_REQUIRED ACTION_: Of the material below, the lines to be retyped are those from the line containing "async fn marking_a_month_paid_flags_only_that_month()" through the line containing "let err = ledger.mark_paid(due.id).await.unwrap_err();", inclusive; reproduce them exactly.

_THE DATA_:
//! Monthly payment ledger and its cascade onto reservations

mod common;

use chrono::{Datelike, Utc};
use common::*;
use psicoespacios::domain::payment::PaymentFilter;
use psicoespacios::domain::{DomainError, PaymentStatus, ReservationStatus};
use psicoespacios::notifications::Event;

async fn two_month_assignment(fx: &Fixture) -> i32 {
    let mut cmd = fx.monday_command();
    cmd.deadline = Some(date(2025, 10, 31));
    fx.assignments().assign(cmd).await.unwrap().assignment.id
}

#[tokio::test]
async fn marking_a_month_paid_flags_only_that_month() {
    let fx = Fixture::new().await;
    let assignment_id = two_month_assignment(&fx).await;
    // A standalone booking in September must not be touched.
    let standalone = fx
        .book(&fx.room2, &fx.ana, date(2025, 9, 3), "09:00", "10:00")
        .await;

    let ledger = fx.ledger();
    let dues = ledger
        .list(PaymentFilter {
            assignment_id: Some(assignment_id),
            ..Default::default()
        })
        .await
        .unwrap();
    assert_eq!(dues.len(), 2);
    let september = dues.iter().find(|d| d.month.month == 9).unwrap();

    let settled = ledger.mark_paid(september.id).await.unwrap();
    assert_eq!(settled.reservations_updated, 5);
    assert_eq!(settled.payment.status, PaymentStatus::Paid);
    assert_eq!(settled.payment.amount_paid, settled.payment.amount_due);
    assert!(settled.payment.paid_at.is_some());

    for r in fx.assignments().reservations(assignment_id).await.unwrap() {
        let expected = if r.date.month() == 9 {
            PaymentStatus::Paid
        } else {
            PaymentStatus::PendingPayment
        };
        assert_eq!(r.payment_status, expected, "reservation on {}", r.date);
    }
    let untouched = fx.booking().get(standalone.id).await.unwrap();
    assert_eq!(untouched.payment_status, PaymentStatus::PendingPayment);

    let october = dues.iter().find(|d| d.month.month == 10).unwrap();
    assert_eq!(
        ledger.get(october.id).await.unwrap().status,
        PaymentStatus::PendingPayment
    );

    settle().await;
    let events = fx.notifier.events.lock().unwrap();
    assert!(events
        .iter()
        .any(|e| matches!(e, Event::PaymentSettled(p) if p.month == "2025-09")));
}

#[tokio::test]
async fn paying_twice_is_an_invalid_transition() {
    let fx = Fixture::new().await;
    let assignment_id = two_month_assignment(&fx).await;
    let ledger = fx.ledger();
    let due = &fx.assignments().payments(assignment_id).await.unwrap()[0];

    ledger.mark_paid(due.id).await.unwrap();
    let err = ledger.mark_paid(due.id).await.unwrap_err();
    assert!(matches!(err, DomainError::InvalidTransition { .. }));
}

#[tokio::test]
async fn partial_refund_moves_money_out_of_paid() {
    let fx = Fixture::new().await;
    let assignment_id = two_month_assignment(&fx).await;
    let ledger = fx.ledger();
    let due = fx.assignments().payments(assignment_id).await.unwrap()[0].clone();

    assert!(matches!(
        ledger.refund(due.id, None).await,
        Err(DomainError::InvalidTransition { .. })
    ));

    ledger.mark_paid(due.id).await.unwrap();
    assert!(matches!(
        ledger.refund(due.id, Some(due.amount_due + 1)).await,
        Err(DomainError::Validation(_))
    ));

    let refunded = ledger.refund(due.id, Some(20_000)).await.unwrap();
    assert_eq!(refunded.status, PaymentStatus::Refunded);
    assert_eq!(refunded.amount_refunded, 20_000);
    assert_eq!(refunded.amount_paid, due.amount_due - 20_000);
    assert!(refunded.amount_paid + refunded.amount_refunded <= refunded.amount_due);

    // Refunds leave reservation payment flags alone.
    let paid = fx
        .assignments()
        .reservations(assignment_id)
        .await
        .unwrap()
        .into_iter()
        .filter(|r| r.payment_status == PaymentStatus::Paid)
        .count();
    assert_eq!(paid, 5);
}

#[tokio::test]
async fn cancelling_a_due_only_from_pending() {
    let fx = Fixture::new().await;
    let assignment_id = two_month_assignment(&fx).await;
    let ledger = fx.ledger();
    let dues = fx.assignments().payments(assignment_id).await.unwrap();

    let cancelled = ledger.cancel(dues[1].id).await.unwrap();
    assert_eq!(cancelled.status, PaymentStatus::Cancelled);
    assert!(matches!(
        ledger.mark_paid(dues[1].id).await,
        Err(DomainError::InvalidTransition { .. })
    ));

    ledger.mark_paid(dues[0].id).await.unwrap();
    assert!(ledger.cancel(dues[0].id).await.is_err());
}

#[tokio::test]
async fn filters_by_status_and_user() {
    let fx = Fixture::new().await;
    let assignment_id = two_month_assignment(&fx).await;
    let ledger = fx.ledger();
    let dues = fx.assignments().payments(assignment_id).await.unwrap();
    ledger.mark_paid(dues[0].id).await.unwrap();

    let paid = ledger
        .list(PaymentFilter {
            status: Some(PaymentStatus::Paid),
            ..Default::default()
        })
        .await
        .unwrap();
    assert_eq!(paid.len(), 1);
    assert_eq!(paid[0].id, dues[0].id);

    let for_bruno = ledger
        .list(PaymentFilter {
            user_id: Some(fx.bruno.id),
            ..Default::default()
        })
        .await
        .unwrap();
    assert!(for_bruno.is_empty());

    assert!(matches!(
        ledger.mark_paid(9999).await,
        Err(DomainError::NotFound { .. })
    ));
}

// Writes computed from a row read before a settlement committed.

#[tokio::test]
async fn stale_due_cancellation_cannot_undo_a_settlement() {
    let fx = Fixture::new().await;
    let assignment_id = two_month_assignment(&fx).await;
    let ledger = fx.ledger();
    let september = fx.assignments().payments(assignment_id).await.unwrap()[0].clone();

    let read_before = ledger.get(september.id).await.unwrap();
    ledger.mark_paid(september.id).await.unwrap();

    let mut cancelled = read_before.clone();
    cancelled.cancel(Utc::now()).unwrap();
    let err = fx
        .repos
        .payments()
        .update(&read_before, &cancelled)
        .await
        .unwrap_err();
    assert!(matches!(err, DomainError::InvalidTransition { .. }));

    let stored = ledger.get(september.id).await.unwrap();
    assert_eq!(stored.status, PaymentStatus::Paid);
    assert_eq!(stored.amount_paid, stored.amount_due);
    let paid = fx
        .assignments()
        .reservations(assignment_id)
        .await
        .unwrap()
        .into_iter()
        .filter(|r| r.payment_status == PaymentStatus::Paid)
        .count();
    assert_eq!(paid, 5);

    // Through the service the due now reads as paid and stays that way.
    assert!(matches!(
        ledger.cancel(september.id).await,
        Err(DomainError::InvalidTransition { .. })
    ));
}

#[tokio::test]
async fn stale_status_change_keeps_the_paid_flag() {
    let fx = Fixture::new().await;
    let assignment_id = two_month_assignment(&fx).await;
    let september = fx.assignments().payments(assignment_id).await.unwrap()[0].clone();
    let first = fx.assignments().reservations(assignment_id).await.unwrap()[0].clone();
    let booking = fx.booking();

    let read_before = booking.get(first.id).await.unwrap();
    assert_eq!(read_before.payment_status, PaymentStatus::PendingPayment);
    fx.ledger().mark_paid(september.id).await.unwrap();

    let mut completed = read_before.clone();
    completed
        .transition_to(ReservationStatus::Completed, Utc::now())
        .unwrap();
    fx.repos
        .reservations()
        .update(&read_before, &completed)
        .await
        .unwrap();

    let stored = booking.get(first.id).await.unwrap();
    assert_eq!(stored.status, ReservationStatus::Completed);
    assert_eq!(stored.payment_status, PaymentStatus::Paid);
}

#[tokio::test]
async fn stale_reservation_cancellation_is_rejected_after_settlement() {
    let fx = Fixture::new().await;
    let assignment_id = two_month_assignment(&fx).await;
    let september = fx.assignments().payments(assignment_id).await.unwrap()[0].clone();
    let first = fx.assignments().reservations(assignment_id).await.unwrap()[0].clone();
    let booking = fx.booking();

    let read_before = booking.get(first.id).await.unwrap();
    fx.ledger().mark_paid(september.id).await.unwrap();

    let mut cancelled = read_before.clone();
    cancelled
        .transition_to(ReservationStatus::Cancelled, Utc::now())
        .unwrap();
    assert_eq!(cancelled.payment_status, PaymentStatus::Cancelled);
    let err = fx
        .repos
        .reservations()
        .update(&read_before, &cancelled)
        .await
        .unwrap_err();
    assert!(matches!(err, DomainError::InvalidTransition { .. }));

    let stored = booking.get(first.id).await.unwrap();
    assert_eq!(stored.status, ReservationStatus::Confirmed);
    assert_eq!(stored.payment_status, PaymentStatus::Paid);

    // A fresh read cancels the booking and leaves the payment flag alone.
    let cancelled = booking
        .change_status(first.id, ReservationStatus::Cancelled)
        .await
        .unwrap();
    assert_eq!(cancelled.payment_status, PaymentStatus::Paid);
}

_THE COMPLETED TASK_:
async fn marking_a_month_paid_flags_only_that_month() {
    let fx = Fixture::new().await;
    let assignment_id = two_month_assignment(&fx).await;
    // A standalone booking in September must not be touched.
    let standalone = fx
        .book(&fx.room2, &fx.ana, date(2025, 9, 3), "09:00", "10:00")
        .await;

    let ledger = fx.ledger();
    let dues = ledger
        .list(PaymentFilter {
            assignment_id: Some(assignment_id),
            ..Default::default()
        })
        .await
        .unwrap();
    assert_eq!(dues.len(), 2);
    let september = dues.iter().find(|d| d.month.month == 9).unwrap();

    let settled = ledger.mark_paid(september.id).await.unwrap();
    assert_eq!(settled.reservations_updated, 5);
    assert_eq!(settled.payment.status, PaymentStatus::Paid);
    assert_eq!(settled.payment.amount_paid, settled.payment.amount_due);
    assert!(settled.payment.paid_at.is_some());

    for r in fx.assignments().reservations(assignment_id).await.unwrap() {
        let expected = if r.date.month() == 9 {
            PaymentStatus::Paid
        } else {
            PaymentStatus::PendingPayment
        };
        assert_eq!(r.payment_status, expected, "reservation on {}", r.date);
    }
    let untouched = fx.booking().get(standalone.id).await.unwrap();
    assert_eq!(untouched.payment_status, PaymentStatus::PendingPayment);

    let october = dues.iter().find(|d| d.month.month == 10).unwrap();
    assert_eq!(
        ledger.get(october.id).await.unwrap().status,
        PaymentStatus::PendingPayment
    );

    settle().await;
    let events = fx.notifier.events.lock().unwrap();
    assert!(events
        .iter()
        .any(|e| matches!(e, Event::PaymentSettled(p) if p.month == "2025-09")));
}

#[tokio::test]
async fn paying_twice_is_an_invalid_transition() {
    let fx = Fixture::new().await;
    let assignment_id = two_month_assignment(&fx).await;
    let ledger = fx.ledger();
    let due = &fx.assignments().payments(assignment_id).await.unwrap()[0];

    ledger.mark_paid(due.id).await.unwrap();
    let err = ledger.mark_paid(due.id).await.unwrap_err();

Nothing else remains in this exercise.